:: The input ::

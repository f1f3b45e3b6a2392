//! Token tree shared by the optimizer passes and the writer.

use core::slice::Iter;

/// A comma-separated selector list, kept in authored order.
///
/// Order only matters for output; the passes compare the joined text.
#[derive(Clone, Debug, Default, PartialEq, Eq, Hash)]
pub struct SelectorGroup {
    /// Individual selectors, already trimmed.
    selectors: Vec<String>,
}

impl SelectorGroup {
    /// Build a group from individual selector strings.
    #[inline]
    pub fn new<I, S>(selectors: I) -> Self
    where
        I: IntoIterator<Item = S>,
        S: Into<String>,
    {
        Self {
            selectors: selectors.into_iter().map(Into::into).collect(),
        }
    }

    /// Selectors joined with `,`; the text the passes compare groups by.
    #[inline]
    pub fn joined(&self) -> String {
        self.selectors.join(",")
    }

    #[inline]
    pub fn len(&self) -> usize {
        self.selectors.len()
    }

    #[inline]
    pub fn is_empty(&self) -> bool {
        self.selectors.is_empty()
    }

    #[inline]
    pub fn iter(&self) -> Iter<'_, String> {
        self.selectors.iter()
    }

    #[inline]
    pub fn as_slice(&self) -> &[String] {
        &self.selectors
    }
}

impl<'group> IntoIterator for &'group SelectorGroup {
    type Item = &'group String;
    type IntoIter = Iter<'group, String>;

    #[inline]
    fn into_iter(self) -> Self::IntoIter {
        self.selectors.iter()
    }
}

/// A `name: value` declaration with the value split into parts.
///
/// Commas and slashes are standalone parts so the writer can decide spacing
/// around them; `!important` is carried as the trailing part.
#[derive(Clone, Debug, PartialEq, Eq, Hash)]
pub struct Property {
    /// Property name; the tokenizer lowercases all but custom properties.
    pub name: String,
    /// Value parts in source order.
    pub value: Vec<String>,
}

impl Property {
    #[inline]
    pub fn new<I, S>(name: impl Into<String>, value: I) -> Self
    where
        I: IntoIterator<Item = S>,
        S: Into<String>,
    {
        Self {
            name: name.into(),
            value: value.into_iter().map(Into::into).collect(),
        }
    }

    /// Whether the trailing value part is an `!important` marker.
    #[inline]
    pub fn is_important(&self) -> bool {
        self.value
            .last()
            .is_some_and(|part| part.eq_ignore_ascii_case("!important"))
    }
}

/// A declaration whose value is itself a nested declaration list.
#[derive(Clone, Debug, PartialEq, Eq, Hash)]
pub struct PropertyBlock {
    pub name: String,
    pub body: Vec<Declaration>,
}

/// One entry of a rule body.
#[derive(Clone, Debug, PartialEq, Eq, Hash)]
pub enum Declaration {
    Property(Property),
    PropertyBlock(PropertyBlock),
    /// Comment text including its delimiters.
    Comment(String),
    /// An at-rule statement inside a body (without the trailing semicolon).
    AtRule(String),
}

impl Declaration {
    #[inline]
    pub const fn is_comment(&self) -> bool {
        matches!(self, Self::Comment(_))
    }
}

impl From<Property> for Declaration {
    #[inline]
    fn from(property: Property) -> Self {
        Self::Property(property)
    }
}

/// Selector group plus declaration body; shared by rules and at-rule blocks.
#[derive(Clone, Debug, Default, PartialEq, Eq, Hash)]
pub struct StyleBlock {
    pub selectors: SelectorGroup,
    pub body: Vec<Declaration>,
}

impl StyleBlock {
    #[inline]
    pub fn new(selectors: SelectorGroup, body: Vec<Declaration>) -> Self {
        Self { selectors, body }
    }
}

/// A grouping construct such as `@media` whose children are full tokens.
#[derive(Clone, Debug, Default, PartialEq, Eq, Hash)]
pub struct NestedBlock {
    /// At-rule prelude, e.g. `@media screen`.
    pub selectors: SelectorGroup,
    pub children: Vec<Token>,
}

/// A top-level stylesheet entry.
#[derive(Clone, Debug, PartialEq, Eq, Hash)]
pub enum Token {
    /// Comment text including its delimiters.
    Comment(String),
    /// Non-block at-rule statement, e.g. `@import url(a.css)`.
    AtRule(String),
    /// At-rule with a declaration body, e.g. `@font-face`.
    AtRuleBlock(StyleBlock),
    /// Conditional or grouping rule holding nested tokens.
    Block(NestedBlock),
    /// Regular style rule.
    Rule(StyleBlock),
}

impl Token {
    /// Shorthand for a style rule.
    #[inline]
    pub fn rule(selectors: SelectorGroup, body: Vec<Declaration>) -> Self {
        Self::Rule(StyleBlock::new(selectors, body))
    }

    /// The selector group and body of a mergeable entry (`Rule`/`AtRuleBlock`).
    #[inline]
    pub const fn style_block(&self) -> Option<&StyleBlock> {
        match self {
            Self::Rule(block) | Self::AtRuleBlock(block) => Some(block),
            Self::Comment(_) | Self::AtRule(_) | Self::Block(_) => None,
        }
    }

    #[inline]
    pub fn style_block_mut(&mut self) -> Option<&mut StyleBlock> {
        match self {
            Self::Rule(block) | Self::AtRuleBlock(block) => Some(block),
            Self::Comment(_) | Self::AtRule(_) | Self::Block(_) => None,
        }
    }

    #[inline]
    pub const fn is_mergeable(&self) -> bool {
        matches!(self, Self::Rule(_) | Self::AtRuleBlock(_))
    }
}

#[cfg(test)]
mod tests {
    use super::*;

    /// # Panics
    /// Panics if the joined text does not use a bare comma.
    #[test]
    fn joined_uses_bare_comma() {
        let group = SelectorGroup::new([".a", "div > p"]);
        assert_eq!(group.joined(), ".a,div > p");
        assert_eq!(group.len(), 2);
    }

    /// # Panics
    /// Panics if `!important` detection is wrong.
    #[test]
    fn important_is_trailing_part() {
        assert!(Property::new("color", ["red", "!important"]).is_important());
        assert!(!Property::new("color", ["red"]).is_important());
        assert!(!Property::new("color", Vec::<String>::new()).is_important());
    }

    /// # Panics
    /// Panics if mergeable detection disagrees with the token kind.
    #[test]
    fn only_rules_and_at_rule_blocks_are_mergeable() {
        let rule = Token::rule(SelectorGroup::new(["a"]), Vec::new());
        let block = Token::Block(NestedBlock::default());
        assert!(rule.is_mergeable());
        assert!(rule.style_block().is_some());
        assert!(!block.is_mergeable());
        assert!(!Token::Comment("/* x */".to_owned()).is_mergeable());
    }
}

:: Aim of the exercise ::
Where a line above contains the string "entry", tally it, then give the number alone.

:: Solved problem ::
3